--- YOUR INSTRUCTIONS ---
Go over the data and copy out each line with "push" in it.

Dataset entries:
◆ ◆ ◆ ◆ ◆
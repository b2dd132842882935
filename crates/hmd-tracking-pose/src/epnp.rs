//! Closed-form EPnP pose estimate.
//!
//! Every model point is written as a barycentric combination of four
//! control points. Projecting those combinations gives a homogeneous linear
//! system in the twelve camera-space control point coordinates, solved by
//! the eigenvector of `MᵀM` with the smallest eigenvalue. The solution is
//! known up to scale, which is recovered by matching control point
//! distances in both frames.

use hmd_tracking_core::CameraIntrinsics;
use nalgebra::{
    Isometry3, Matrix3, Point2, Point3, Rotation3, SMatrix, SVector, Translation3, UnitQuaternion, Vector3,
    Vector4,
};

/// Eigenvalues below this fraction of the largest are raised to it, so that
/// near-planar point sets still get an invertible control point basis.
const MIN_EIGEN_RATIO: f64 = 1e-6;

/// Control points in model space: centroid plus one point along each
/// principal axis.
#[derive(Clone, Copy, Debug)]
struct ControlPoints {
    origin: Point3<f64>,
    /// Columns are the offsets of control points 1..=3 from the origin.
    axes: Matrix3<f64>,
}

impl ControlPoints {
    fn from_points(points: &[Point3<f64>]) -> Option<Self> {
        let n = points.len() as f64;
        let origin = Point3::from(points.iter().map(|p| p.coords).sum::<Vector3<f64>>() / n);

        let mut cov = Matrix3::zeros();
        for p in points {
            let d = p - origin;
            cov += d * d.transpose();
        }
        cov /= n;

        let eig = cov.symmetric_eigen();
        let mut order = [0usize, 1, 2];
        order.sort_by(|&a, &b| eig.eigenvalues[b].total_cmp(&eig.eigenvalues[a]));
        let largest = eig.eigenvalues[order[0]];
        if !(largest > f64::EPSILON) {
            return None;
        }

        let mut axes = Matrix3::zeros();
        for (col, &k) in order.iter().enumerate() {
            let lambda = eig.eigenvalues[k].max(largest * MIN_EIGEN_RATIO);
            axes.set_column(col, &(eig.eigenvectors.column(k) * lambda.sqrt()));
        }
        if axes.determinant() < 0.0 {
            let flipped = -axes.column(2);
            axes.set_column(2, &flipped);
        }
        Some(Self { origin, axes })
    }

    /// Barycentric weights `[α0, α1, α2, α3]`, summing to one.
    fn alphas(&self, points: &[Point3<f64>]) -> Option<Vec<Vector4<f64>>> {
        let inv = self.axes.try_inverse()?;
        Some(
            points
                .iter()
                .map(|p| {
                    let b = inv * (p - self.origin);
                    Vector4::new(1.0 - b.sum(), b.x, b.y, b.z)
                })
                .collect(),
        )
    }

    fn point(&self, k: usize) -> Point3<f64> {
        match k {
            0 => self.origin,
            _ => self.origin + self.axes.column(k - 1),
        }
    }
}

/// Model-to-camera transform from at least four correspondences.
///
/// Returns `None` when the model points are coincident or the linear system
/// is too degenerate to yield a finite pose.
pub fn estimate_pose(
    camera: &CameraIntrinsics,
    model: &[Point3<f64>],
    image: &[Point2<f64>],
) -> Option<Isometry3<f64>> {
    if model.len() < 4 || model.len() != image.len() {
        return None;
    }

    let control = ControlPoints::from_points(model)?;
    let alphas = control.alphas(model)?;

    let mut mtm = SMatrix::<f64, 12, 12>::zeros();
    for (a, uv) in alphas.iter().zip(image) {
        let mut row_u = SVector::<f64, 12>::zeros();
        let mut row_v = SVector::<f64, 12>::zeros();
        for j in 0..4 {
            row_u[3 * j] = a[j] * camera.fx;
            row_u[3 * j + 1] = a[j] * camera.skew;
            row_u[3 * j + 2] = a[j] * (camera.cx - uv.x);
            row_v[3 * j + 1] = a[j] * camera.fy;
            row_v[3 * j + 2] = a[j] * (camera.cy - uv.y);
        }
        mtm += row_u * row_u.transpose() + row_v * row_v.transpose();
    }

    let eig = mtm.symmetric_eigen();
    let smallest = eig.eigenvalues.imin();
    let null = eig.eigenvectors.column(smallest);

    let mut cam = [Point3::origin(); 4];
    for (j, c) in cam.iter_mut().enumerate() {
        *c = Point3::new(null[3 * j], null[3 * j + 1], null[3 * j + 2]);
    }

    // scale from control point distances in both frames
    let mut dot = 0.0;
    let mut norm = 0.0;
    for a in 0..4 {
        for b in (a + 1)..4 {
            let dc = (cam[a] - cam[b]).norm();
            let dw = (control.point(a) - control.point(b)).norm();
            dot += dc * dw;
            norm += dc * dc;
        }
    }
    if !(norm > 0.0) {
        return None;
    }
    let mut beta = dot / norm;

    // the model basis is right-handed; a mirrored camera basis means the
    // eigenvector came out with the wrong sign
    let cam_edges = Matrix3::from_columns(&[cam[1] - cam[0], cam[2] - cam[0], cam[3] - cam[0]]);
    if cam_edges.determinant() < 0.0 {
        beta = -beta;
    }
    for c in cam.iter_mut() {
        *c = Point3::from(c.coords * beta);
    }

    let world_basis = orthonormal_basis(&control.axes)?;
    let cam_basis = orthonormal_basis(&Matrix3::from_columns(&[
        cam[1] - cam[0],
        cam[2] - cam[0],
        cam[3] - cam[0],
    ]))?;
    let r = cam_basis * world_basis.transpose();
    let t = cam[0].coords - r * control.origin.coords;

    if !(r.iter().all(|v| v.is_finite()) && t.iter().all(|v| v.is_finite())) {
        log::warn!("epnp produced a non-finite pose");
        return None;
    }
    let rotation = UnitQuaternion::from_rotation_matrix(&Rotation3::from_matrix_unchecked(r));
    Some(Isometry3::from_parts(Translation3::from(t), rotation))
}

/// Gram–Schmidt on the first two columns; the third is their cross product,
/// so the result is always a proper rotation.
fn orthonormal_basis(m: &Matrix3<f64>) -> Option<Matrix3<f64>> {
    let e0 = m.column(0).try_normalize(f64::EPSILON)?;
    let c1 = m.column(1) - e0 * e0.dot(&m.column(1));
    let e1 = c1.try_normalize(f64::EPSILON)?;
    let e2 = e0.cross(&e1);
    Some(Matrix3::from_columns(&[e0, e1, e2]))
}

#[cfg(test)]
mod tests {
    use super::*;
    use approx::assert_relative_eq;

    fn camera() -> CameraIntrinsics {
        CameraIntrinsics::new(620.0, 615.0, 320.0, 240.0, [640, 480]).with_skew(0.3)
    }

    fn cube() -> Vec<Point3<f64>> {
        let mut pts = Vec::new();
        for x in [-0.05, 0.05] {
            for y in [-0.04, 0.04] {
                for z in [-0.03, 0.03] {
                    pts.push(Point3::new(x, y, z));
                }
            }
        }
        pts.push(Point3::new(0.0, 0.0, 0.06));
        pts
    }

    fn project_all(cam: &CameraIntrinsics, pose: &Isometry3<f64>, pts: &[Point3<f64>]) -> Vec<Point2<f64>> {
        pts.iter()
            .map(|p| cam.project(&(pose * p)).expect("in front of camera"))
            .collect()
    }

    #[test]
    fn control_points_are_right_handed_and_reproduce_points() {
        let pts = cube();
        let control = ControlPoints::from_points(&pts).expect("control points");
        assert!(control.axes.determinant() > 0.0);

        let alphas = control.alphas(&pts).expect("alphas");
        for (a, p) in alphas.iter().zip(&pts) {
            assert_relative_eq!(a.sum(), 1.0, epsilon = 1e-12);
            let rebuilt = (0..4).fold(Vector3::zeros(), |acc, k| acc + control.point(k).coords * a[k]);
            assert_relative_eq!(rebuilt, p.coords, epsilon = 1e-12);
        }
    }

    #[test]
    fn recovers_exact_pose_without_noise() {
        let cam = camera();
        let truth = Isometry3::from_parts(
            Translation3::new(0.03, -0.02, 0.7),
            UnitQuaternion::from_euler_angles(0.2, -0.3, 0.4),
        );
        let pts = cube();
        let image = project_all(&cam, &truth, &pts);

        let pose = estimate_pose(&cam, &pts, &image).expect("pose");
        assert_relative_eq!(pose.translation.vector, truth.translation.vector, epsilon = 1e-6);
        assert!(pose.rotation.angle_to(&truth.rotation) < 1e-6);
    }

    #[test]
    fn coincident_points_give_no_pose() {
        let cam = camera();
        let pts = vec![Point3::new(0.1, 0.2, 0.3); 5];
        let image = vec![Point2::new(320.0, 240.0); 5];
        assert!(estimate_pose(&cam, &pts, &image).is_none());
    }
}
◆ ◆ ◆ ◆ ◆
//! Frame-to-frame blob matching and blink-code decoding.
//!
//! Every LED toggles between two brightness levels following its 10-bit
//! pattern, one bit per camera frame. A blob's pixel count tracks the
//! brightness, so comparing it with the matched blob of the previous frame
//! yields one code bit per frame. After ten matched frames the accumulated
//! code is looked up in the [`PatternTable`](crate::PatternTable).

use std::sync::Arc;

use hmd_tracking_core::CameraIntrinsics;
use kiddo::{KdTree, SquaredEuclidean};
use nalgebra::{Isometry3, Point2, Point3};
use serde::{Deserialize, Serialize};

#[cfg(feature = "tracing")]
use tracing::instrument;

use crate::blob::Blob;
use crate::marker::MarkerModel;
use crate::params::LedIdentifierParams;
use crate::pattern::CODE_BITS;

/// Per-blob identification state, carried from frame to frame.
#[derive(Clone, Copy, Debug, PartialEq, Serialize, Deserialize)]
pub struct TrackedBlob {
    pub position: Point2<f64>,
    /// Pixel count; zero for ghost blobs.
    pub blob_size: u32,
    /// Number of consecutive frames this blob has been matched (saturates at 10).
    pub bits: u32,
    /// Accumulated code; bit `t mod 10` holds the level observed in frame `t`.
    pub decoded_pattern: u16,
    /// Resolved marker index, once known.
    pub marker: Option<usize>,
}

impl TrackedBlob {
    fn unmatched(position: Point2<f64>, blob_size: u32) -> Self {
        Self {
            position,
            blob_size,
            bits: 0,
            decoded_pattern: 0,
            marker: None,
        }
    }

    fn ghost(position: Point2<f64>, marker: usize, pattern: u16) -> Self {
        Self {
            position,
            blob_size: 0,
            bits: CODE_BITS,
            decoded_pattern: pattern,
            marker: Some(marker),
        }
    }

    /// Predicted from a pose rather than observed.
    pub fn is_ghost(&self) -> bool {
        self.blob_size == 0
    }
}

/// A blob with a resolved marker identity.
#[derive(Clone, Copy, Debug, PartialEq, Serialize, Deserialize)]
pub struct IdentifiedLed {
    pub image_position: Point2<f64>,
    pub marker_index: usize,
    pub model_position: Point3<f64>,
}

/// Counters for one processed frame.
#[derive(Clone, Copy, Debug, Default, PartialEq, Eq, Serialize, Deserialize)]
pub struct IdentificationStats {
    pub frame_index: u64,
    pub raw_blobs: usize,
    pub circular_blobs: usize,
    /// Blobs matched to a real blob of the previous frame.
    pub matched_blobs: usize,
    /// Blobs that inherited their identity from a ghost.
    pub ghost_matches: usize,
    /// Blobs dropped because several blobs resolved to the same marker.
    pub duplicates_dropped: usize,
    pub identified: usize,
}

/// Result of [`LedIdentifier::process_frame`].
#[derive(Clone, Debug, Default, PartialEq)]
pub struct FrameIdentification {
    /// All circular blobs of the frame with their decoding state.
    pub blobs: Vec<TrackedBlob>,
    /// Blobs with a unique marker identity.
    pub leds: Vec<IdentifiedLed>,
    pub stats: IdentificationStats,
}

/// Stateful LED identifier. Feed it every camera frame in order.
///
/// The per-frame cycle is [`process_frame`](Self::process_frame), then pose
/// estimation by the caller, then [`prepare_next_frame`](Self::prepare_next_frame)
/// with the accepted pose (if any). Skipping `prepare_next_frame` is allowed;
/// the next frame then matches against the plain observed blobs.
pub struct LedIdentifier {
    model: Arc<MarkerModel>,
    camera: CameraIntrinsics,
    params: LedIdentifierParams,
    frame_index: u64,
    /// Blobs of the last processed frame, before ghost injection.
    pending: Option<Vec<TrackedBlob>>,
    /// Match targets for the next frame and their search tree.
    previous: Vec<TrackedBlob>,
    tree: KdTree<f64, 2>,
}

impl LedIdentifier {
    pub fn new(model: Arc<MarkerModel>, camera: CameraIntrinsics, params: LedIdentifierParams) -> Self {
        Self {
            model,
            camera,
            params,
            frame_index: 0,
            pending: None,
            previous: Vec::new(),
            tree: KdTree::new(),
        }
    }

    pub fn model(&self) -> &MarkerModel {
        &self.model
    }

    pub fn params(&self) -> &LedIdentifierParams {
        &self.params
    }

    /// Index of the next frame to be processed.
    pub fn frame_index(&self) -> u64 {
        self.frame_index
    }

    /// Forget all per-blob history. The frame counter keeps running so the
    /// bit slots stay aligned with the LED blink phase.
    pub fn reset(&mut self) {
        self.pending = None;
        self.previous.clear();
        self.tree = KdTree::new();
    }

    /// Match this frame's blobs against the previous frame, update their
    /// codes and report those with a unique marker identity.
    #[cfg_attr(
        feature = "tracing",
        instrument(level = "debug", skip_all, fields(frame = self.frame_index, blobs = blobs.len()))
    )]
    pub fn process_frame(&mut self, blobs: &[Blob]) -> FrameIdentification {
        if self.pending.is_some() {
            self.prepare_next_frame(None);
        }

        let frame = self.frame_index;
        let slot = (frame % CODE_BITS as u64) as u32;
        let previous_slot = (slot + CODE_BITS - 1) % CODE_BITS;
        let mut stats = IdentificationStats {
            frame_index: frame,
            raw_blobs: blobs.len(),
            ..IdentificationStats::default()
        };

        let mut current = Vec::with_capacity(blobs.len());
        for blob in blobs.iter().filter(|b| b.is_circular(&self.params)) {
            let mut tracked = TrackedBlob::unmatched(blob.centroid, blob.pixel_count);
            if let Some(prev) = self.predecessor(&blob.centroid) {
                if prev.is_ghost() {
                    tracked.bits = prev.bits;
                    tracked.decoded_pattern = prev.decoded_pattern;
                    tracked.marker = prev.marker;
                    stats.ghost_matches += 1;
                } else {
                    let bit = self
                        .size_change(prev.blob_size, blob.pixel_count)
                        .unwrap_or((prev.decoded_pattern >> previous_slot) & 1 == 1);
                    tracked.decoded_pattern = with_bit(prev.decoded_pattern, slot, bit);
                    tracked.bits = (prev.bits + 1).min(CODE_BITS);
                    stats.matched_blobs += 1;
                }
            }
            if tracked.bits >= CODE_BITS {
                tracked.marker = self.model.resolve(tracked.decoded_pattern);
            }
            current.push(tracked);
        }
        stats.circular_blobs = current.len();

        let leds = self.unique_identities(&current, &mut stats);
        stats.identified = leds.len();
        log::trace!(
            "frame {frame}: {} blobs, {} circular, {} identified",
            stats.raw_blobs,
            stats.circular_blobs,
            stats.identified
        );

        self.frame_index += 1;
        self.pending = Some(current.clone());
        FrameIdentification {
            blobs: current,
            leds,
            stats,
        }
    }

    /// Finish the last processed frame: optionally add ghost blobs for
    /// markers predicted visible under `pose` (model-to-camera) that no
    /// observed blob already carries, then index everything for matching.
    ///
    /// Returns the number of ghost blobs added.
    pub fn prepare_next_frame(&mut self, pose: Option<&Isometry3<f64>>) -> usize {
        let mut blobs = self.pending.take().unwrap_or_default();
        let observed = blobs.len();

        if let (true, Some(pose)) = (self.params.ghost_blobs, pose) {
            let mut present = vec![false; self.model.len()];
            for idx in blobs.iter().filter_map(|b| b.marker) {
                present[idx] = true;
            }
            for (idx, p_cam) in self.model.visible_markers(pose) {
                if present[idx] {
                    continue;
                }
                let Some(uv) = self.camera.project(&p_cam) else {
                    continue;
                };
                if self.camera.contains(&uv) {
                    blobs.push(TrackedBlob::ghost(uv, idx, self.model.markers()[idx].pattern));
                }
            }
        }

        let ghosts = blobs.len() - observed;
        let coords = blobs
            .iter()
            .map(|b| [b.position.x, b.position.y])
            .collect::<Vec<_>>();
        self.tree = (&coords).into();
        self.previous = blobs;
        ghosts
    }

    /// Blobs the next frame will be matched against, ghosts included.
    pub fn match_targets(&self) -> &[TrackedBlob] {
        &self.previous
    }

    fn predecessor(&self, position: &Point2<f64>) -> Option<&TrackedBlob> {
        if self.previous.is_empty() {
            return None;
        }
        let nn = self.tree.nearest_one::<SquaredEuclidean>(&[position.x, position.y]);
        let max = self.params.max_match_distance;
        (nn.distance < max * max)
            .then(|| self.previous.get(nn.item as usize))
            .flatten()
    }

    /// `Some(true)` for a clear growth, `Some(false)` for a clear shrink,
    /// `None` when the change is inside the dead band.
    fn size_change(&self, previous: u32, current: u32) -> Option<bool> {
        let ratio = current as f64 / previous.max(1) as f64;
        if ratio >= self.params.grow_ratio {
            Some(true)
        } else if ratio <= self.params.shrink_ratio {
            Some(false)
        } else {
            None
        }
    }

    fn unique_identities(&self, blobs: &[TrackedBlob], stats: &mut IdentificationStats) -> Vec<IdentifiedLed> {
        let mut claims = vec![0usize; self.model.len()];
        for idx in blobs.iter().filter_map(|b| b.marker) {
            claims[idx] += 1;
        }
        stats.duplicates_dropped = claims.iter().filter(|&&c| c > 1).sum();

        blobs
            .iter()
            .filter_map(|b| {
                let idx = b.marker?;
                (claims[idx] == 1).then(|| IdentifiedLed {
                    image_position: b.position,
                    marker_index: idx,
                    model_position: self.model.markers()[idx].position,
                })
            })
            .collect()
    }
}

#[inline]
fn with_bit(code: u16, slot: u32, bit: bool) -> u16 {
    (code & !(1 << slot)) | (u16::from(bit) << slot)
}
◆ ◆ ◆ ◆ ◆
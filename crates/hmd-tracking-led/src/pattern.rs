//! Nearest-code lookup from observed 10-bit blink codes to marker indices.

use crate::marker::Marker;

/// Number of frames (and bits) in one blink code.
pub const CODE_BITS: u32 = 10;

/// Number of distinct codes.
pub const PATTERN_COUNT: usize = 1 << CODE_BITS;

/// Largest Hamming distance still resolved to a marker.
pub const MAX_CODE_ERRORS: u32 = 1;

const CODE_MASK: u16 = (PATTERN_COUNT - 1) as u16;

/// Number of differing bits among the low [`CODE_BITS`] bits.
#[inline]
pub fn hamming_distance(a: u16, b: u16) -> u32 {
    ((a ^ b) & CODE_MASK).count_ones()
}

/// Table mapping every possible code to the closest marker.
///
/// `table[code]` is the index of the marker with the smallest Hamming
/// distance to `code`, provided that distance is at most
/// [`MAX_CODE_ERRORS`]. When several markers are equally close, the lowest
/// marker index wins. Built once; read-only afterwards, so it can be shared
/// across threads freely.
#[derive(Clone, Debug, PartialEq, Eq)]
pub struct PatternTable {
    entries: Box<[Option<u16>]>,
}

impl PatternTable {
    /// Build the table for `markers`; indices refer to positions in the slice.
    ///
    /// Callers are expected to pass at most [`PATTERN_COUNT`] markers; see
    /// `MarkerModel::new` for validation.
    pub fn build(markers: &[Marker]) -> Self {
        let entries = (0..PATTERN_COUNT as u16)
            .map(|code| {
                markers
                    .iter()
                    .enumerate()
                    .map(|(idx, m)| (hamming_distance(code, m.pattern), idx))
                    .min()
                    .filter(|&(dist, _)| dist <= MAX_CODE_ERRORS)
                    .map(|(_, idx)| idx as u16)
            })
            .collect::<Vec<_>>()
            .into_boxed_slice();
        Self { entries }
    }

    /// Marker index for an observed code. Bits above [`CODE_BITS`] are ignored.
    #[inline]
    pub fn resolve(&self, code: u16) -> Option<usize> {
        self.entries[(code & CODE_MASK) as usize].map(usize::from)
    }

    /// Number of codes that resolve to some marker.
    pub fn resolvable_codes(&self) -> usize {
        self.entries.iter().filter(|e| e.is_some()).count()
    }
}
◆ ◆ ◆ ◆ ◆
--- FINISHED EXERCISE ---
                    pts.push(Point3::new(x, y, z));
        pts.push(Point3::new(0.0, 0.0, 0.06));
            current.push(tracked);
                    blobs.push(TrackedBlob::ghost(uv, idx, self.model.markers()[idx].pattern));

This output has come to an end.